Required action:
Examine the records below and count how many lines contain the string "NewtonianGravity". Give only the number.

Collected data entries:

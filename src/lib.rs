pub mod simulation;
pub mod configuration;
pub mod persistence;
pub mod benchmark;

pub use simulation::states::{Body, System, NVec2};
pub use simulation::forces::{acceleration_from, AccelSet, Acceleration, NewtonianGravity, GRAV_CONST};
pub use simulation::integrator::symplectic_euler;
pub use simulation::clock::{SimulationClock, FRAME_RATE_FLOOR};
pub use simulation::viewport::{ScreenRect, Viewport, CONVERT, ZOOM_MAX, ZOOM_MIN};
pub use simulation::session::{SessionState, SimulationSession, FAST_FORWARD_DT};

pub use configuration::config::{BodyConfig, CatalogConfig};
pub use persistence::storage::{BodySnapshot, Snapshot, Storage, StorageError};

pub use benchmark::benchmark::{bench_gravity, bench_step};
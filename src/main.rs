use solsim::{bench_gravity, bench_step, CatalogConfig, SimulationSession, Storage};

use anyhow::Result;
use chrono::{Duration, NaiveDate};
use clap::Parser;
use tracing::warn;
use tracing_subscriber::EnvFilter;

use std::fs::File;
use std::io::BufReader;
use std::path::PathBuf;

#[derive(Parser, Debug)]
#[command(name = "solsim", about = "Headless solar-system simulation session")]
struct Args {
    /// Catalog YAML overriding the built-in solar system
    #[arg(long)]
    catalog: Option<PathBuf>,

    /// Snapshot file used to resume and persist the session
    #[arg(long, default_value = "solsim_state.json")]
    state_file: PathBuf,

    /// Start date (YYYY-MM-DD); defaults to the catalog epoch
    #[arg(long)]
    start_date: Option<NaiveDate>,

    /// Simulated days to advance before exiting
    #[arg(long, default_value_t = 30)]
    days: u32,

    /// Discard any saved session and start fresh
    #[arg(long)]
    reset: bool,

    /// Run micro-benchmarks instead of a session
    #[arg(long)]
    bench: bool,
}

// load here to keep main clean
fn load_catalog(path: Option<&PathBuf>) -> Result<CatalogConfig> {
    match path {
        Some(p) => {
            let file = File::open(p)?;
            let reader = BufReader::new(file);
            Ok(serde_yaml::from_reader(reader)?)
        }
        None => Ok(CatalogConfig::builtin()),
    }
}

fn main() -> Result<()> {
    tracing_subscriber::fmt()
        .with_env_filter(
            EnvFilter::try_from_default_env().unwrap_or_else(|_| EnvFilter::new("info")),
        )
        .init();

    let args = Args::parse();

    if args.bench {
        bench_gravity();
        bench_step();
        return Ok(());
    }

    let catalog = load_catalog(args.catalog.as_ref())?;
    let storage = Storage::new(&args.state_file);
    if args.reset {
        storage.clear()?;
    }

    let mut session = SimulationSession::new(catalog);

    // Resume from the saved snapshot when one exists; fall back to catalog
    // defaults on anything unreadable, never crash on a bad state file.
    let resumed = match storage.load() {
        Ok(Some(snapshot)) => match session.restore(Some(snapshot)) {
            Ok(()) => true,
            Err(e) => {
                warn!(error = %e, "saved session unusable, starting fresh");
                storage.clear()?;
                session.restore(None)?;
                true
            }
        },
        Ok(None) => false,
        Err(e) => {
            warn!(error = %e, "state file unreadable, starting fresh");
            storage.clear()?;
            session.restore(None)?;
            true
        }
    };

    if !resumed {
        let start = args.start_date.unwrap_or_else(|| session.epoch());
        session.start(start);
    }

    // Jump ahead the requested span, then run a short live stint at a
    // nominal 60 fps so the frame-driven path is exercised too.
    let target = session.current_date() + Duration::days(args.days as i64);
    session.fast_forward_to(target);
    for _ in 0..600 {
        session.step(60.0);
    }

    println!("date: {}", session.current_date());
    for body in session.bodies() {
        println!(
            "{:8} pos = ({:+.6e}, {:+.6e}) m, speed = {:9.1} m/s",
            body.name, body.x.x, body.x.y,
            body.orbital_speed(),
        );
    }

    storage.save(&session.snapshot_and_exit())?;

    Ok(())
}
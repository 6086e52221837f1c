//! Session lifecycle: fast-forward, live stepping, pause, reset, snapshot.
//!
//! `SimulationSession` owns the body collection and orchestrates the
//! integrator, viewport and clock across the session state machine. It is
//! single-threaded and frame-driven: the UI collaborator calls [`step`] once
//! per rendered frame and routes input through the thin control methods.
//!
//! [`step`]: SimulationSession::step

use chrono::{Duration, NaiveDate};
use tracing::info;

use crate::configuration::config::CatalogConfig;
use crate::persistence::storage::{BodySnapshot, Snapshot, StorageError};
use crate::simulation::clock::SimulationClock;
use crate::simulation::forces::{AccelSet, NewtonianGravity};
use crate::simulation::integrator::symplectic_euler;
use crate::simulation::states::{Body, NVec2, System};
use crate::simulation::viewport::{ScreenRect, Viewport};

/// Fixed step magnitude (seconds) for the blocking catch-up phase. With
/// day-granularity date comparison this always lands on the target day,
/// since the date is floored to whole days from the second accumulator.
pub const FAST_FORWARD_DT: f64 = 1000.0;

const SECONDS_PER_DAY: f64 = 86_400.0;

#[derive(Debug, Clone, Copy, PartialEq, Eq)]
pub enum SessionState {
    Initializing,
    FastForwarding,
    Running,
    Paused,
    Terminated,
}

pub struct SimulationSession {
    catalog: CatalogConfig,
    system: System,
    forces: AccelSet,
    clock: SimulationClock,
    viewport: Viewport,
    state: SessionState,
}

impl SimulationSession {
    pub fn new(catalog: CatalogConfig) -> Self {
        let system = catalog.build_system();
        let forces = AccelSet::new().with(NewtonianGravity);
        Self {
            catalog,
            system,
            forces,
            clock: SimulationClock::new(),
            viewport: Viewport::default(),
            state: SessionState::Initializing,
        }
    }

    /// Session over the built-in nine-body solar system.
    pub fn builtin() -> Self {
        Self::new(CatalogConfig::builtin())
    }

    pub fn state(&self) -> SessionState {
        self.state
    }

    pub fn epoch(&self) -> NaiveDate {
        self.catalog.epoch
    }

    /// Signed seconds elapsed since the catalog epoch.
    pub fn simulation_time(&self) -> f64 {
        self.system.t
    }

    /// Absolute date of the simulation, at day granularity:
    /// `epoch + floor(t / 86400)` days. Flooring (not truncation) keeps the
    /// date consistent when time runs backward past the epoch.
    pub fn current_date(&self) -> NaiveDate {
        let days = (self.system.t / SECONDS_PER_DAY).floor() as i64;
        self.catalog.epoch + Duration::days(days)
    }

    pub fn bodies(&self) -> &[Body] {
        &self.system.bodies
    }

    pub fn viewport(&self) -> &Viewport {
        &self.viewport
    }

    pub fn clock(&self) -> &SimulationClock {
        &self.clock
    }

    /// Begin the session at `target_date`. When the target is not the epoch
    /// day, a blocking catch-up phase integrates there first.
    pub fn start(&mut self, target_date: NaiveDate) {
        if self.current_date() != target_date {
            self.catch_up_to(target_date);
        }
        self.state = SessionState::Running;
        info!(date = %self.current_date(), "session running");
    }

    /// Jump the simulation to an arbitrary date from its current position.
    /// Blocking: no rendering happens between the catch-up steps.
    pub fn fast_forward_to(&mut self, target_date: NaiveDate) {
        if self.current_date() != target_date {
            self.catch_up_to(target_date);
        }
        self.state = SessionState::Running;
    }

    fn catch_up_to(&mut self, target_date: NaiveDate) {
        self.state = SessionState::FastForwarding;
        let dt = if target_date > self.current_date() {
            FAST_FORWARD_DT
        } else {
            -FAST_FORWARD_DT
        };
        info!(date = %target_date, dt, "fast-forward started");

        let mut steps: u64 = 0;
        while self.current_date() != target_date {
            symplectic_euler(&mut self.system, &self.forces, dt);
            steps += 1;
        }
        info!(date = %target_date, steps, "fast-forward complete");
    }

    /// One cooperative tick, called once per rendered frame.
    ///
    /// While `Running`, derives this frame's `dt` from the measured frame
    /// rate and advances the physics. While `Paused`, physics stands still
    /// but follow/pan recomputation continues so the camera stays glued to
    /// its target. Any other state is a no-op.
    pub fn step(&mut self, measured_frame_rate: f64) {
        match self.state {
            SessionState::Running => {
                let dt = self.clock.advance(measured_frame_rate);
                symplectic_euler(&mut self.system, &self.forces, dt);
            }
            SessionState::Paused => {}
            _ => return,
        }
        self.viewport.update_follow(&self.system.bodies);
    }

    pub fn pause(&mut self) {
        if self.state == SessionState::Running {
            self.state = SessionState::Paused;
            info!("session paused");
        }
    }

    pub fn resume(&mut self) {
        if self.state == SessionState::Paused {
            self.state = SessionState::Running;
            info!("session resumed");
        }
    }

    /// Discard the current bodies, reload the catalog and restart at
    /// `new_epoch_date`. The caller owns clearing any persisted snapshot.
    pub fn reset(&mut self, new_epoch_date: NaiveDate) {
        self.system = self.catalog.build_system();
        self.clock = SimulationClock::new();
        self.viewport.reset();
        self.state = SessionState::Initializing;
        info!(date = %new_epoch_date, "session reset");
        self.start(new_epoch_date);
    }

    // ------------------------------------------------------------------
    // Camera / rate controls, routed from the UI collaborator
    // ------------------------------------------------------------------

    pub fn set_zoom_delta(&mut self, delta: f64) {
        self.viewport.adjust_zoom(delta);
    }

    pub fn pan_by(&mut self, dx: f64, dy: f64) {
        self.viewport.pan_by(dx, dy);
    }

    /// Hit-test a click against the bodies; the first hit becomes the follow
    /// target, a miss clears it.
    pub fn set_follow_target(&mut self, screen_point: NVec2) -> Option<usize> {
        self.viewport.pick_body_at(screen_point, &self.system.bodies)
    }

    pub fn clear_follow_target(&mut self) {
        self.viewport.set_follow_target(None);
    }

    /// Restore the home view (zoom 1.0, centered, nothing followed).
    pub fn reset_camera(&mut self) {
        self.viewport.reset();
    }

    pub fn on_resize(&mut self, width: f64, height: f64) {
        self.viewport.on_resize(width, height);
        self.viewport.update_follow(&self.system.bodies);
    }

    pub fn set_rate(&mut self, dt_per_s: f64) {
        self.clock.set_rate(dt_per_s);
    }

    /// Ramp the time rate while a speed control is held; see
    /// [`SimulationClock::ramp`].
    pub fn ramp_rate(&mut self, direction: f64, real_dt: f64) {
        self.clock.ramp(direction, real_dt);
    }

    /// Projected screen rectangle of body `index`, for hit feedback and
    /// overlay rendering.
    pub fn screen_rect(&self, index: usize) -> Option<ScreenRect> {
        self.system
            .bodies
            .get(index)
            .map(|b| self.viewport.screen_rect(b))
    }

    // ------------------------------------------------------------------
    // Persistence
    // ------------------------------------------------------------------

    pub fn snapshot(&self) -> Snapshot {
        Snapshot {
            space_objects: self
                .system
                .bodies
                .iter()
                .map(|b| BodySnapshot {
                    name: b.name.clone(),
                    x: b.x.x,
                    y: b.x.y,
                    v_x: b.v.x,
                    v_y: b.v.y,
                })
                .collect(),
            time: self.system.t,
            dt_per_s: self.clock.dt_per_s(),
            zoom: self.viewport.zoom(),
            camera_offset: [self.viewport.pan().x, self.viewport.pan().y],
        }
    }

    /// Serialize the session state and leave the state machine.
    pub fn snapshot_and_exit(&mut self) -> Snapshot {
        let snapshot = self.snapshot();
        self.state = SessionState::Terminated;
        info!("session terminated");
        snapshot
    }

    /// Resume from a snapshot, or start fresh from catalog defaults when
    /// `None`.
    ///
    /// The catalog is reloaded first, then the snapshot values are applied
    /// on top, so a corrupt snapshot leaves the session at valid catalog
    /// defaults — the caller logs the error and carries on.
    pub fn restore(&mut self, snapshot: Option<Snapshot>) -> Result<(), StorageError> {
        self.system = self.catalog.build_system();

        let Some(snap) = snapshot else {
            self.state = SessionState::Running;
            return Ok(());
        };

        validate_snapshot(&snap, &self.system.bodies)?;

        for so in &snap.space_objects {
            // validated above: every snapshot name matches a catalog body
            if let Some(b) = self.system.bodies.iter_mut().find(|b| b.name == so.name) {
                b.x = NVec2::new(so.x, so.y);
                b.v = NVec2::new(so.v_x, so.v_y);
            }
        }
        self.system.t = snap.time;
        self.clock.set_rate(snap.dt_per_s);
        self.viewport.set_zoom(snap.zoom);
        self.viewport
            .set_pan(NVec2::new(snap.camera_offset[0], snap.camera_offset[1]));

        self.state = SessionState::Running;
        info!(date = %self.current_date(), "session restored from snapshot");
        Ok(())
    }
}

fn validate_snapshot(snap: &Snapshot, bodies: &[Body]) -> Result<(), StorageError> {
    let finite = |v: f64, field: &str| {
        if v.is_finite() {
            Ok(())
        } else {
            Err(StorageError::CorruptState(format!(
                "non-finite value in field `{field}`"
            )))
        }
    };

    finite(snap.time, "time")?;
    finite(snap.dt_per_s, "dt_per_s")?;
    finite(snap.zoom, "zoom")?;
    finite(snap.camera_offset[0], "camera_offset[0]")?;
    finite(snap.camera_offset[1], "camera_offset[1]")?;

    for so in &snap.space_objects {
        if !bodies.iter().any(|b| b.name == so.name) {
            return Err(StorageError::CorruptState(format!(
                "unknown body `{}`",
                so.name
            )));
        }
        finite(so.x, "x")?;
        finite(so.y, "y")?;
        finite(so.v_x, "v_x")?;
        finite(so.v_y, "v_y")?;
    }
    Ok(())
}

Answer space:
3